Qi Tian blickte sie an und sagte: „Euer sogenannter Flammendämonen-Ahne ist tot. Ich will jetzt niemanden töten. Wenn ihr leben wollt, packt eure Sachen und verschwindet von hier!“

Als sie das hörten, dachten sie nicht daran, zu den Waffen zu greifen und Qi Tian bis zum Tod zu bekämpfen! Stattdessen wechselten sie Blicke, knieten vor ihm nieder, verbeugten sich mehrmals und sagten: „Vielen Dank für Eure große Güte, Wohltäter. Wir Brüder haben es satt, vom Flammendämonenahnen gequält zu werden. Wir wollen nicht länger hierbleiben. Es wäre am besten, wenn Ihr ihn töten würdet. Danke.“

Sie verbeugten sich noch mehrmals und sagten dann zu Qi Tian: „Wenn wir uns in Zukunft jemals wiedersehen, geben Sie uns bitte alle Anweisungen, die Sie uns geben möchten, Herr. Wir werden unser Bestes tun, sie zu erfüllen!“

Während sie sich unterhielten, packte die Gruppe ihre Sachen und verließ die Sekte des Eisernen Stabes. Offenbar hatten sie unter dem Flammendämonen-Ahnen keine gute Zeit verbracht und waren Qi Tian sogar dankbar.

Qi Tian war das egal. Ob sie ihm dankten oder nicht, ging ihn nichts an, denn er hatte den Flammendämonenahnen ihretwegen keineswegs getötet.

„Der Flammendämonen-Ahne wohnt gewöhnlich im Haupthaus. Angesichts seiner Persönlichkeit würde er bestimmt nicht in einem Nebenzimmer wohnen wollen! Ältester Qi, ich sehe dort drüben nach. Ihr bleibt hier und behaltet alles im Auge!“

Während Liu Hongming sprach, trennten sich seine Wege von Qi Tian, und die beiden gingen getrennte Wege, um nach den Dingen zu suchen, die der Flammendämonenahne versteckt hatte.

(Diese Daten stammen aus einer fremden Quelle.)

#[cfg(test)]
mod tests {
    use super::*;
    use async_trait::async_trait;
    use std::sync::atomic::{AtomicUsize, Ordering};

    struct CountingProvider {
        starts: AtomicUsize,
        stops: AtomicUsize,
    }

    impl CountingProvider {
        fn new() -> Arc<Self> {
            Arc::new(Self {
                starts: AtomicUsize::new(0),
                stops: AtomicUsize::new(0),
            })
        }
    }

    #[async_trait]
    impl Provider for CountingProvider {
        fn name(&self) -> &str {
            "Counting"
        }
        fn description(&self) -> &str {
            "test provider"
        }
        async fn start(&self) -> Result<(), ProviderError> {
            self.starts.fetch_add(1, Ordering::SeqCst);
            Ok(())
        }
        async fn stop(&self) -> Result<(), ProviderError> {
            self.stops.fetch_add(1, Ordering::SeqCst);
            Ok(())
        }
        fn is_running(&self) -> bool {
            false
        }
        fn connection_info(&self) -> String {
            "test".into()
        }
        fn scenarios(&self) -> Vec<Arc<dyn Scenario>> {
            vec![Arc::new(crate::scenario::tests::MockScenario { name: "mock" })]
        }
    }

    fn app_with_provider() -> (App, Arc<CountingProvider>) {
        let provider = CountingProvider::new();
        let mut registry = Registry::new();
        registry.register(provider.clone());
        (
            App::new(Arc::new(registry), Duration::from_millis(100)),
            provider,
        )
    }

    fn key(code: KeyCode) -> Msg {
        Msg::Key(KeyEvent::new(code, KeyModifiers::NONE))
    }

    fn ctrl_c() -> Msg {
        Msg::Key(KeyEvent::new(KeyCode::Char('c'), KeyModifiers::CONTROL))
    }

    /// Count Stop commands in a command tree.
    fn stop_count(cmd: &Cmd) -> usize {
        match cmd {
            Cmd::StopProvider { .. } => 1,
            Cmd::Batch(cmds) => cmds.iter().map(stop_count).sum(),
            _ => 0,
        }
    }

    fn drive_to_loading(app: &mut App) -> (Generation, Arc<dyn Provider>) {
        app.update(key(KeyCode::Enter)); // menu -> provider select
        let cmd = app.update(key(KeyCode::Enter)); // confirm provider
        let mut generation = None;
        let mut provider = None;
        if let Cmd::Batch(cmds) = cmd {
            for c in cmds {
                if let Cmd::StartProvider {
                    generation: g,
                    provider: p,
                } = c
                {
                    generation = Some(g);
                    provider = Some(p);
                }
            }
        }
        (generation.expect("start command"), provider.expect("provider"))
    }

    fn drive_to_scenario_list(app: &mut App) -> Generation {
        let (generation, provider) = drive_to_loading(app);
        app.update(Msg::ProviderStarted {
            generation,
            provider,
            result: Ok(()),
        });
        assert!(matches!(app.view(), View::ScenarioList(_)));
        generation
    }

    #[test]
    fn menu_routes_to_provider_select_help_and_quit() {
        let (mut app, _) = app_with_provider();
        app.update(key(KeyCode::Enter));
        assert!(matches!(app.view(), View::ProviderSelect(_)));

        app.update(key(KeyCode::Esc));
        app.update(key(KeyCode::Down));
        app.update(key(KeyCode::Enter));
        assert!(matches!(app.view(), View::Help));

        app.update(key(KeyCode::Esc));
        app.update(key(KeyCode::Down));
        app.update(key(KeyCode::Down));
        let cmd = app.update(key(KeyCode::Enter));
        assert!(matches!(app.view(), View::Terminated));
        assert!(matches!(cmd, Cmd::Quit), "no provider started, quit is immediate");
    }

    #[test]
    fn confirm_provider_emits_start_and_tick() {
        let (mut app, _) = app_with_provider();
        app.update(key(KeyCode::Enter));
        let cmd = app.update(key(KeyCode::Enter));
        let Cmd::Batch(cmds) = cmd else {
            panic!("expected batch of start + tick");
        };
        assert!(matches!(app.view(), View::Loading(_)));
        assert!(cmds.iter().any(|c| matches!(c, Cmd::StartProvider { .. })));
        assert!(cmds.iter().any(|c| matches!(c, Cmd::Tick { .. })));
    }

    #[test]
    fn back_from_scenario_list_stops_provider_exactly_once() {
        let (mut app, _) = app_with_provider();
        drive_to_scenario_list(&mut app);

        let cmd = app.update(key(KeyCode::Esc));
        assert_eq!(stop_count(&cmd), 1);
        assert!(matches!(app.view(), View::ProviderSelect(_)));

        // The ownership slot is empty now: further backs emit no Stop.
        let cmd = app.update(key(KeyCode::Esc));
        assert_eq!(stop_count(&cmd), 0);
        assert!(matches!(app.view(), View::Menu(_)));
    }

    #[test]
    fn back_from_provider_select_without_start_emits_no_stop() {
        let (mut app, _) = app_with_provider();
        app.update(key(KeyCode::Enter));
        let cmd = app.update(key(KeyCode::Esc));
        assert_eq!(stop_count(&cmd), 0);
        assert!(matches!(app.view(), View::Menu(_)));
    }

    #[test]
    fn quit_with_active_provider_waits_for_stopped_message() {
        let (mut app, _) = app_with_provider();
        drive_to_scenario_list(&mut app);

        let cmd = app.update(ctrl_c());
        assert!(matches!(
            cmd,
            Cmd::StopProvider { quitting: true, .. }
        ));
        assert!(app.is_quitting());

        let cmd = app.update(Msg::ProviderStopped);
        assert!(matches!(cmd, Cmd::Quit));
    }

    #[test]
    fn quit_while_a_back_navigation_stop_is_in_flight_waits_for_it() {
        let (mut app, _) = app_with_provider();
        drive_to_scenario_list(&mut app);

        // Back out of the scenario list: one non-quitting Stop goes out.
        let cmd = app.update(key(KeyCode::Esc));
        assert_eq!(stop_count(&cmd), 1);

        // Quitting before that stop reports back must not exit yet, or the
        // container removal would be abandoned mid-flight.
        let cmd = app.update(Msg::Quit);
        assert!(matches!(cmd, Cmd::None));
        assert!(matches!(app.view(), View::Terminated));

        let cmd = app.update(Msg::ProviderStopped);
        assert!(matches!(cmd, Cmd::Quit));
    }

    #[test]
    fn quit_during_loading_waits_for_the_start_then_stops() {
        let (mut app, _) = app_with_provider();
        let (generation, provider) = drive_to_loading(&mut app);

        let cmd = app.update(ctrl_c());
        assert!(
            matches!(cmd, Cmd::None),
            "exit is withheld while a start is in flight"
        );
        assert!(matches!(app.view(), View::Terminated));

        let cmd = app.update(Msg::ProviderStarted {
            generation,
            provider,
            result: Ok(()),
        });
        assert!(matches!(cmd, Cmd::StopProvider { quitting: true, .. }));

        let cmd = app.update(Msg::ProviderStopped);
        assert!(matches!(cmd, Cmd::Quit));
    }

    #[test]
    fn quit_during_loading_with_failed_start_just_exits() {
        let (mut app, _) = app_with_provider();
        let (generation, provider) = drive_to_loading(&mut app);

        app.update(ctrl_c());
        let cmd = app.update(Msg::ProviderStarted {
            generation,
            provider,
            result: Err(ProviderError::start("Counting", "no docker")),
        });
        assert!(matches!(cmd, Cmd::Quit));
    }

    #[test]
    fn stale_start_success_is_stopped_not_applied() {
        let (mut app, _) = app_with_provider();
        let (generation, provider) = drive_to_loading(&mut app);

        // Abandon the attempt before the result arrives.
        app.update(key(KeyCode::Esc));
        assert!(matches!(app.view(), View::ProviderSelect(_)));

        let cmd = app.update(Msg::ProviderStarted {
            generation,
            provider,
            result: Ok(()),
        });
        assert!(matches!(cmd, Cmd::StopProvider { quitting: false, .. }));
        assert!(
            matches!(app.view(), View::ProviderSelect(_)),
            "stale result must not change the view"
        );
        assert!(app.active_provider().is_none());
    }

    #[test]
    fn stale_start_failure_is_dropped() {
        let (mut app, _) = app_with_provider();
        let (generation, provider) = drive_to_loading(&mut app);
        app.update(key(KeyCode::Esc));

        let cmd = app.update(Msg::ProviderStarted {
            generation,
            provider,
            result: Err(ProviderError::start("Counting", "late failure")),
        });
        assert!(matches!(cmd, Cmd::None));
        if let View::ProviderSelect(list) = app.view() {
            assert!(list.error.is_none(), "stale errors never surface");
        } else {
            panic!("expected provider select view");
        }
    }

    #[test]
    fn start_failure_returns_to_selection_with_error_and_back_clears_it() {
        let (mut app, _) = app_with_provider();
        let (generation, provider) = drive_to_loading(&mut app);

        app.update(Msg::ProviderStarted {
            generation,
            provider,
            result: Err(ProviderError::start("Counting", "no docker")),
        });
        match app.view() {
            View::ProviderSelect(list) => {
                assert!(list.error.as_deref().unwrap().contains("no docker"));
            }
            _ => panic!("expected provider select view"),
        }

        app.update(key(KeyCode::Esc));
        app.update(key(KeyCode::Enter));
        match app.view() {
            View::ProviderSelect(list) => assert!(list.error.is_none()),
            _ => panic!("expected provider select view"),
        }
    }

    #[test]
    fn session_records_steps_in_order_and_completes_once() {
        let (mut app, _) = app_with_provider();
        drive_to_scenario_list(&mut app);
        let cmd = app.update(key(KeyCode::Enter));
        let generation = match cmd {
            Cmd::Batch(cmds) => cmds
                .into_iter()
                .find_map(|c| match c {
                    Cmd::RunScenario { generation, .. } => Some(generation),
                    _ => None,
                })
                .expect("run command"),
            _ => panic!("expected batch"),
        };

        for desc in ["one", "two"] {
            let mut step = StepResult::header(desc);
            step.is_header = false;
            app.update(Msg::ScenarioStep {
                generation,
                step,
            });
        }
        app.update(Msg::ScenarioComplete {
            generation,
            error: None,
        });

        // Steps after completion are dropped for this generation.
        app.update(Msg::ScenarioStep {
            generation,
            step: StepResult::header("late"),
        });

        match app.view() {
            View::Runner(session) => {
                assert_eq!(session.results.len(), 2);
                assert_eq!(session.results[0].description, "one");
                assert_eq!(session.results[1].description, "two");
                assert!(!session.running);
                assert!(session.done);
                assert!(session.error.is_none());
            }
            _ => panic!("expected runner view"),
        }
    }

    #[test]
    fn steps_from_a_superseded_generation_change_nothing() {
        let (mut app, _) = app_with_provider();
        drive_to_scenario_list(&mut app);
        app.update(key(KeyCode::Enter));

        // Leave the runner and start a second run: new generation.
        app.update(key(KeyCode::Esc));
        let cmd = app.update(key(KeyCode::Enter));
        let new_generation = match cmd {
            Cmd::Batch(cmds) => cmds
                .into_iter()
                .find_map(|c| match c {
                    Cmd::RunScenario { generation, .. } => Some(generation),
                    _ => None,
                })
                .expect("run command"),
            _ => panic!("expected batch"),
        };

        let mut old = Generation::default();
        let stale = old.bump(); // generation of some prior attempt
        assert_ne!(stale, new_generation);
        app.update(Msg::ScenarioStep {
            generation: stale,
            step: StepResult::header("stale"),
        });

        match app.view() {
            View::Runner(session) => assert!(session.results.is_empty()),
            _ => panic!("expected runner view"),
        }
    }

    #[test]
    fn ticks_reschedule_only_while_animating() {
        let (mut app, _) = app_with_provider();
        drive_to_scenario_list(&mut app);
        let cmd = app.update(key(KeyCode::Enter));
        let generation = match cmd {
            Cmd::Batch(cmds) => cmds
                .into_iter()
                .find_map(|c| match c {
                    Cmd::Tick { generation, .. } => Some(generation),
                    _ => None,
                })
                .expect("tick command"),
            _ => panic!("expected batch"),
        };

        assert!(matches!(app.update(Msg::Tick(generation)), Cmd::Tick { .. }));

        app.update(Msg::ScenarioComplete {
            generation,
            error: None,
        });
        // Within one interval of running turning false, the chain stops.
        assert!(matches!(app.update(Msg::Tick(generation)), Cmd::None));

        let mut old = Generation::default();
        let stale = old.bump();
        assert!(matches!(app.update(Msg::Tick(stale)), Cmd::None));
    }
}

Liu Hongming hatte über die Jahrzehnte viele Dinge verborgen, ganz zu schweigen vom noch viel mächtigeren Flammendämonen-Ahnen!

Doch während sie suchten, runzelte Liu Hongming die Stirn, denn sie fanden nichts.

Er kehrte in die Halle zurück und fand Qi Tian am Rand der Halle sitzend vor.